Rick Ross Masterminds A #3 Spot On ‘Hottest MCs’ List

MMG boss proved you can't hold him back as he dropped the acclaimed Rich Forever tape, a #1 album and a string of unstoppable features.

Maybe some were surprised in 2012 when MTV News named Rick Ross the “Hottest MC in the Game,” but Rozay has seemed ready for the honor since his very first album dropped in 2006.

On “Push It,” a single off of his Port of Miami album, Ross compared his rap rise not only to the fictional Scarface but also one of media’s biggest moguls. “Who would’ve thought that fat girl would grow into Oprah?/ Or that boy Rick Ross would be molding the culture,” the then-rookie rapper spit with a veteran’s confidence.

Over the course of the past year, the Maybach Music boss continued to curate rap, not only with his tunes, but with the all-star MMG fleet, and that’s why he’s been able to hold his top-5 position, landing at #3 on the “Hottest MCs in the Game VIII” list.

The Teflon Don’s 2012 impact has been undeniable. His DNA can be found in material by his MMG roster, including Meek Mill, Wale, French Montana and Gunplay, but he also penetrated Hollywood with his contribution to Quentin Tarantino’s “Django Unchained” soundtrack, “100 Black Coffins.”

HOT STREAK

Album: God Forgives, I Don’t, MMG’s Self Made Vol.2

Selected Mixtapes: Rich Forever, The Black Bar Mitzvah

Singles: “Diced Pineapples,” “Touch ‘N You”

Street Bangers: “Hold Me Back,” “So Sophisticated,” “3 Kings”

Key Guest Appearances: Usher’s “Lemme See,” French Montana’s “Pop That,” Ace Hood’s “Bugatti”

Meteoric Metrics: Rick Ross notched a #1 LP, earned a gold plaque and a Grammy nomination with God Forgives, I Don’t.

Business Ventures: Like a true boss, Rozay expanded his MMG roster by adding singer Omarion, Rockie Fresh and, in a joint deal with Bad Boy, French Montana.

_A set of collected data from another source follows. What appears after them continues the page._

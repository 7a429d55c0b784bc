#![deny(
    unsafe_code,
    missing_docs,
    dead_code,
    unused_results,
    non_snake_case,
    unreachable_pub
)]

//! Encounter scaling system that populates rooms with the root boss and enemy waves.

use mine_crawl_core::{Command, EncounterSite, EnemySpawn, Event, Rect, Side, Vec2};
use rand::{Rng, SeedableRng};
use rand_chacha::ChaCha8Rng;
use serde::Deserialize;
use sha2::{Digest, Sha256};
use tracing::debug;

const TWO_PI: f32 = std::f32::consts::PI * 2.0;
const MIN_RING_RADIUS: f32 = 48.0;
const RING_JITTER_MIN: f32 = 0.8;
const RING_JITTER_SPAN: f32 = 0.4;
const PAD_FACTOR: f32 = 0.4;
const MIN_PAD: f32 = 40.0;
const MAX_PAD: f32 = 120.0;
const WAVE_DISTANCE_FACTOR: f32 = 0.9;

/// Tunable parameters of the spawn curve.
#[derive(Clone, Copy, Debug, PartialEq, Deserialize)]
#[serde(default, deny_unknown_fields)]
pub struct Tuning {
    /// Enemies every fresh wave receives regardless of depth.
    pub base_spawn: u32,
    /// Extra enemies granted at the root, shrinking linearly with depth.
    pub max_extra: u32,
    /// Fractional growth of a wave per previous clear of the room.
    pub scale_per_clear: f32,
    /// Lower bound of the wave size cap.
    pub min_wave_cap: u32,
}

impl Default for Tuning {
    fn default() -> Self {
        Self {
            base_spawn: 15,
            max_extra: 18,
            scale_per_clear: 0.5,
            min_wave_cap: 30,
        }
    }
}

impl Tuning {
    /// Size of a fresh wave for a room at `depth` in a tree of `tree_height`.
    ///
    /// Shallow rooms receive more enemies than deep ones.
    #[must_use]
    pub fn spawn_amount(&self, depth: u32, tree_height: u32) -> u32 {
        let ratio = depth as f32 / tree_height.max(1) as f32;
        let extra = (self.max_extra as f32 * (1.0 - ratio)).round().max(0.0);
        self.base_spawn.saturating_add(extra as u32)
    }

    /// Grows `amount` by the number of times the room was already cleared.
    #[must_use]
    pub fn scaled_amount(&self, amount: u32, clear_count: u32) -> u32 {
        let cap = self.min_wave_cap.max(amount.saturating_mul(3));
        let growth = (amount as f32 * self.scale_per_clear * clear_count as f32)
            .round()
            .max(0.0);
        amount.saturating_add(growth as u32).min(cap)
    }
}

/// Places `amount` enemies on a ring around the room centre.
///
/// Samples that land inside the room are pushed out past the nearest edge so
/// that every enemy walks in from outside.
pub fn place_batch<R: Rng + ?Sized>(
    site: &EncounterSite,
    amount: u32,
    spawn_distance: f32,
    rng: &mut R,
) -> Vec<EnemySpawn> {
    let (width, height) = (site.width, site.height);
    let center = site.center();
    let distance = spawn_distance.min(width.max(height)).max(MIN_RING_RADIUS);
    let pad = (distance * PAD_FACTOR).clamp(MIN_PAD, MAX_PAD);
    let bounds = Rect::new(0.0, 0.0, width, height);
    let max_level = site.subtree_height.saturating_add(1).max(1);

    (0..amount)
        .map(|_| {
            let angle = rng.gen::<f32>() * TWO_PI;
            let radius = distance * (RING_JITTER_MIN + rng.gen::<f32>() * RING_JITTER_SPAN);
            let mut position = center + Vec2::new(angle.cos(), angle.sin()) * radius;

            if bounds.contains(position) {
                match Side::nearest(position, width, height) {
                    Side::Left => position.x = -pad,
                    Side::Right => position.x = width + pad,
                    Side::Top => position.y = -pad,
                    Side::Bottom => position.y = height + pad,
                }
            }

            EnemySpawn {
                position,
                level: rng.gen_range(1..=max_level),
            }
        })
        .collect()
}

/// Configuration parameters required to construct the encounter system.
#[derive(Clone, Copy, Debug)]
pub struct Config {
    tuning: Tuning,
    seed: u64,
}

impl Config {
    /// Creates a new configuration using the provided spawn curve and seed.
    #[must_use]
    pub const fn new(tuning: Tuning, seed: u64) -> Self {
        Self { tuning, seed }
    }
}

/// Pure system that answers room entries and vacancies with spawn commands.
#[derive(Debug)]
pub struct Encounter {
    tuning: Tuning,
    seed: u64,
    batches: u64,
}

impl Encounter {
    /// Creates a new encounter system using the supplied configuration.
    #[must_use]
    pub fn new(config: Config) -> Self {
        Self {
            tuning: config.tuning,
            seed: config.seed,
            batches: 0,
        }
    }

    /// Consumes world events and emits boss and wave spawn commands.
    pub fn handle(&mut self, events: &[Event], out: &mut Vec<Command>) {
        for event in events {
            match event {
                Event::RoomEntered {
                    site,
                    boss_present,
                    roster_empty,
                } => {
                    if site.is_root {
                        if !boss_present {
                            out.push(Command::SpawnBoss {
                                room: site.room,
                                position: site.center(),
                            });
                        }
                    } else if *roster_empty {
                        self.spawn_wave(site, out);
                    }
                }
                Event::RoomVacated { site, boss_present } => {
                    if site.is_root && *boss_present {
                        continue;
                    }
                    self.spawn_wave(site, out);
                }
                _ => {}
            }
        }
    }

    fn spawn_wave(&mut self, site: &EncounterSite, out: &mut Vec<Command>) {
        let base = self.tuning.spawn_amount(site.depth, site.tree_height);
        let amount = self.tuning.scaled_amount(base, site.clear_count);
        let mut rng = ChaCha8Rng::seed_from_u64(derive_batch_seed(self.seed, site, self.batches));
        self.batches = self.batches.wrapping_add(1);

        let spawn_distance = site.width.max(site.height) * WAVE_DISTANCE_FACTOR;
        let enemies = place_batch(site, amount, spawn_distance, &mut rng);
        debug!(
            room = site.room.get(),
            depth = site.depth,
            clear_count = site.clear_count,
            amount,
            "wave scheduled"
        );
        out.push(Command::SpawnWave {
            room: site.room,
            enemies,
        });
    }
}

fn derive_batch_seed(seed: u64, site: &EncounterSite, batch: u64) -> u64 {
    let mut hasher = Sha256::new();
    hasher.update(seed.to_le_bytes());
    hasher.update(site.room.get().to_le_bytes());
    hasher.update(site.clear_count.to_le_bytes());
    hasher.update(batch.to_le_bytes());
    let digest = hasher.finalize();
    let mut bytes = [0_u8; 8];
    bytes.copy_from_slice(&digest[..8]);
    u64::from_le_bytes(bytes)
}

To top things off, Ross then announced that he’d moved his label from Warner Bros. to Atlantic. He also signed a lucrative endorsement deal with Reebok.

Tours: Recruiting Meek Mill and Wale, Rozay set out on the multi-city MMG Tour. Over the course of a year, the he also touched stages at Hot 97′s Summer Jam, Birthday Bash in Atlanta and Cali Christmas on the West Coast.

Monumental Moment: Rick Ross is no stranger to major headlines, but he dominated the news after he was shot at on January 28. Ross escaped the gunfire and soon got to work, making his impact felt on songs like Ace Hood’s “Bugatti” and Young Scooter’s “Columbia” remix.

Forecast: Later this year, Rozay aims to drop Mastermind, his fifth LP in as many years. While it’s still unclear where he’ll go sonically, given Ross’ track record, it’s not hard to imagine another #1 album and golden plaques for his walls.

“When you talk about some of these cats, it’s a quantity-versus-quality thing, and that’s not the case with Ross — he has both,” said MTV’s VP of Music & Talent Programming Strategy, Yomi Desalu. “Ross is out there putting in work.”
Not only did Rozay drop his gold-selling, #1 Billboard album God Forgives, I Don’t, he also rallied his Maybach Music troops to release the compilation Self Made, Vol. 2. Of course, who can forget that he gave out a pair of mixtapes for free: Rich Forever, at the top of 2012, and the jacking-for-beats-style tape The Black Bar Mitzvah, in October. Combine all of that with a string of features on hit records like Usher’s “Lemme See” and French Montana’s “Pop That” and it becomes increasingly difficult to deny the MMG mastermind.

“We definitely saw these recent events where he found himself dodging bullets,” said MTV News Managing Editor Rebecca Thomas, referencing the January 28 drive-by shooting that targeted the Miami rapper. Acknowledging Ross’ “teflon” persona, she added, “I just kind of feel like the work really spoke for itself.”

The way MTV’s Hip-Hop Brain Trust sees it, Rick Ross had a shot at topping the Hottest MCs list again, but his biggest competition was … Rick Ross. “God Forgives, I Don’t didn’t quite live up to being the follow-up to Teflon Don’t, argued “Week in Jams” Story Producer Renaud Jean-Baptiste. “I think Teflon Don is a better project. He could’ve been #1 easily if he just took that music up another notch.”

Roundtable veteran Steven Roberts had no real knocks against Ross, but co-signed that this year, the Bawse was his own biggest competition. “I think the reason he is #3 is that there are two artists that have kind of put themselves out there a bit more and transcended,” he said. “I think Ross set a very high bar.”